▶ [The data]:
⁂
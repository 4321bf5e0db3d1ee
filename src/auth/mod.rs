//! Basic-auth admin guard.
//!
//! Implements constant-time comparison to mitigate timing attacks.

mod payload;

pub use payload::validate_new_item;

use std::sync::Arc;

use axum::{
    extract::Request,
    http::header,
    middleware::Next,
    response::{IntoResponse, Response},
};
use base64::{engine::general_purpose::STANDARD, Engine};
use subtle::ConstantTimeEq;

use crate::errors::{ApiError, AppError};

/// Username and password pulled from an `Authorization: Basic` header.
#[derive(Debug, Clone, PartialEq, Eq)]
pub struct Credentials {
    pub username: String,
    pub password: String,
}

impl Credentials {
    /// Decode a raw header value. Returns `None` for anything malformed.
    pub fn from_basic_header(value: &str) -> Option<Self> {
        let encoded = value.strip_prefix("Basic ")?.trim();
        let decoded = STANDARD.decode(encoded).ok()?;
        let decoded = String::from_utf8(decoded).ok()?;
        let (username, password) = decoded.split_once(':')?;

        Some(Self {
            username: username.to_string(),
            password: password.to_string(),
        })
    }
}

/// Decides whether a credential pair grants admin access.
pub trait CredentialVerifier: Send + Sync {
    fn verify(&self, credentials: &Credentials) -> bool;
}

/// A single admin account configured at startup.
#[derive(Debug, Clone)]
pub struct StaticCredentials {
    username: String,
    password: String,
}

impl StaticCredentials {
    pub fn new(username: impl Into<String>, password: impl Into<String>) -> Self {
        Self {
            username: username.into(),
            password: password.into(),
        }
    }
}

impl CredentialVerifier for StaticCredentials {
    fn verify(&self, credentials: &Credentials) -> bool {
        // Evaluate both halves so timing does not reveal which one failed.
        let user_ok = constant_time_compare(&credentials.username, &self.username);
        let pass_ok = constant_time_compare(&credentials.password, &self.password);
        user_ok & pass_ok
    }
}

/// Admin authentication layer function that takes the verifier as a parameter.
pub async fn basic_auth_layer(
    verifier: Arc<dyn CredentialVerifier>,
    request: Request,
    next: Next,
) -> Response {
    let header_value = request
        .headers()
        .get(header::AUTHORIZATION)
        .and_then(|v| v.to_str().ok());

    let Some(header_value) = header_value else {
        return unauthorized_response("Authentication required");
    };

    match Credentials::from_basic_header(header_value) {
        Some(credentials) if verifier.verify(&credentials) => next.run(request).await,
        Some(credentials) => {
            tracing::warn!("Rejected admin login for user {:?}", credentials.username);
            unauthorized_response("Invalid username or password")
        }
        None => unauthorized_response("Authentication required"),
    }
}

/// Perform constant-time string comparison.
fn constant_time_compare(a: &str, b: &str) -> bool {
    a.as_bytes().ct_eq(b.as_bytes()).into()
}

/// Create an unauthorized response.
fn unauthorized_response(message: &str) -> Response {
    ApiError::new(AppError::Unauthorized(message.to_string()), false).into_response()
}

#[cfg(test)]
mod tests {
    use super::*;

    fn basic(raw: &str) -> String {
        format!("Basic {}", STANDARD.encode(raw))
    }

    #[test]
    fn test_constant_time_compare_equal() {
        assert!(constant_time_compare("1025", "1025"));
    }

    #[test]
    fn test_constant_time_compare_different_lengths() {
        assert!(!constant_time_compare("short", "much-longer-key"));
        assert!(!constant_time_compare("", "not-empty"));
    }

    #[test]
    fn test_parse_basic_header() {
        let creds = Credentials::from_basic_header(&basic("matin:1025")).unwrap();
        assert_eq!(creds.username, "matin");
        assert_eq!(creds.password, "1025");
    }

    #[test]
    fn test_password_may_contain_colons() {
        let creds = Credentials::from_basic_header(&basic("admin:a:b")).unwrap();
        assert_eq!(creds.password, "a:b");
    }

    #[test]
    fn test_malformed_headers_are_rejected() {
        assert!(Credentials::from_basic_header("Bearer abc").is_none());
        assert!(Credentials::from_basic_header("Basic !!!not-base64").is_none());
        assert!(Credentials::from_basic_header(&basic("no-colon")).is_none());
        assert!(Credentials::from_basic_header("").is_none());
    }

    #[test]
    fn test_static_credentials_verify() {
        let verifier = StaticCredentials::new("matin", "1025");
        let good = Credentials::from_basic_header(&basic("matin:1025")).unwrap();
        let bad_pass = Credentials::from_basic_header(&basic("matin:1026")).unwrap();
        let bad_user = Credentials::from_basic_header(&basic("admin:1025")).unwrap();

        assert!(verifier.verify(&good));
        assert!(!verifier.verify(&bad_pass));
        assert!(!verifier.verify(&bad_user));
    }
}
⁂
▶ [Required work]: Determine how many lines of the records above contain the word "Debug", and report only that number.

▶ [Output of the exercise]: 2